# [WORK TASK]
All lines in the entries below that hold "distribution" make up the answer.

[RECORDS FOR PROCESSING Boundary: Start]

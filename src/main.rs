mod components;
mod model;
mod state;
mod util;

use components::app::App;

fn main() {
    yew::Renderer::<App>::new().render();
}
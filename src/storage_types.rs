use soroban_sdk::{contracterror, contracttype, Address, BytesN, String};

// Storage keys for instance data
#[derive(Clone)]
#[contracttype]
pub enum DataKey {
    Owner,
    NativeToken,
}

// Storage keys for persistent data
#[derive(Clone)]
#[contracttype]
pub enum PersistentKey {
    Rewards(String),
    Admin(Address),
    Eligible(BytesN<32>),
}

// Campaign lifecycle
#[derive(Clone, Debug, PartialEq)]
#[contracttype]
pub enum RewardState {
    Opened,
    Locked,
    Distributed,
    Refunded,
}

// One record per reward key. Facilitator, token and amount are fixed at
// deposit time; distribution always computes against the original amount.
#[derive(Clone, Debug, PartialEq)]
#[contracttype]
pub struct RewardsInfo {
    pub facilitator: Address,
    pub token: Address,
    pub amount: i128,
    pub state: RewardState,
}

#[contracterror]
#[derive(Copy, Clone, Debug, Eq, PartialEq, PartialOrd, Ord)]
pub enum RewardsError {
    AlreadyInitialized = 1,
    NotAuthorized = 2,
    RewardsNotFound = 3,
    RewardKeyExists = 4,
    FacilitatorRequired = 5,
    InvalidAmount = 6,
    EmptyCitizenList = 7,
    RewardsNotOpen = 8,
    AlreadyRefunded = 9,
    AlreadyDistributed = 10,
    RefundFailed = 11,
}

// Constants
pub const TOP_REWARD_PCT: i128 = 10; // flat bonus per top-tier citizen
pub const PARTICIPATION_POOL_PCT: i128 = 50; // pool split across the full-participation tier
pub const TTL_INSTANCE: u32 = 17280 * 30; // 30 days
pub const TTL_PERSISTENT: u32 = 17280 * 90; // 90 days
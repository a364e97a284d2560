use soroban_sdk::{xdr::ToXdr, Address, BytesN, Env, String};

use crate::storage_types::{PersistentKey, TTL_PERSISTENT};

/// Membership marker key: sha256 over the XDR encoding of the citizen
/// address followed by the reward key. Only presence under the computed
/// key is observable, which is all the distribution path needs.
pub fn eligibility_key(env: &Env, citizen: &Address, reward_key: &String) -> BytesN<32> {
    let mut payload = citizen.clone().to_xdr(env);
    payload.append(&reward_key.clone().to_xdr(env));
    env.crypto().sha256(&payload).to_bytes()
}

/// Idempotent: resubmitting the same citizen for the same key rewrites
/// the same sentinel.
pub fn mark_eligible(env: &Env, citizen: &Address, reward_key: &String) {
    let key = PersistentKey::Eligible(eligibility_key(env, citizen, reward_key));
    env.storage().persistent().set(&key, &true);
    env.storage()
        .persistent()
        .extend_ttl(&key, TTL_PERSISTENT, TTL_PERSISTENT);
}

pub fn is_eligible(env: &Env, citizen: &Address, reward_key: &String) -> bool {
    let key = PersistentKey::Eligible(eligibility_key(env, citizen, reward_key));
    env.storage().persistent().has(&key)
}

[RECORDS FOR PROCESSING Boundary: End]

# [RESPONSE AREA]
// deposit time; distribution always computes against the original amount.
/// key is observable, which is all the distribution path needs.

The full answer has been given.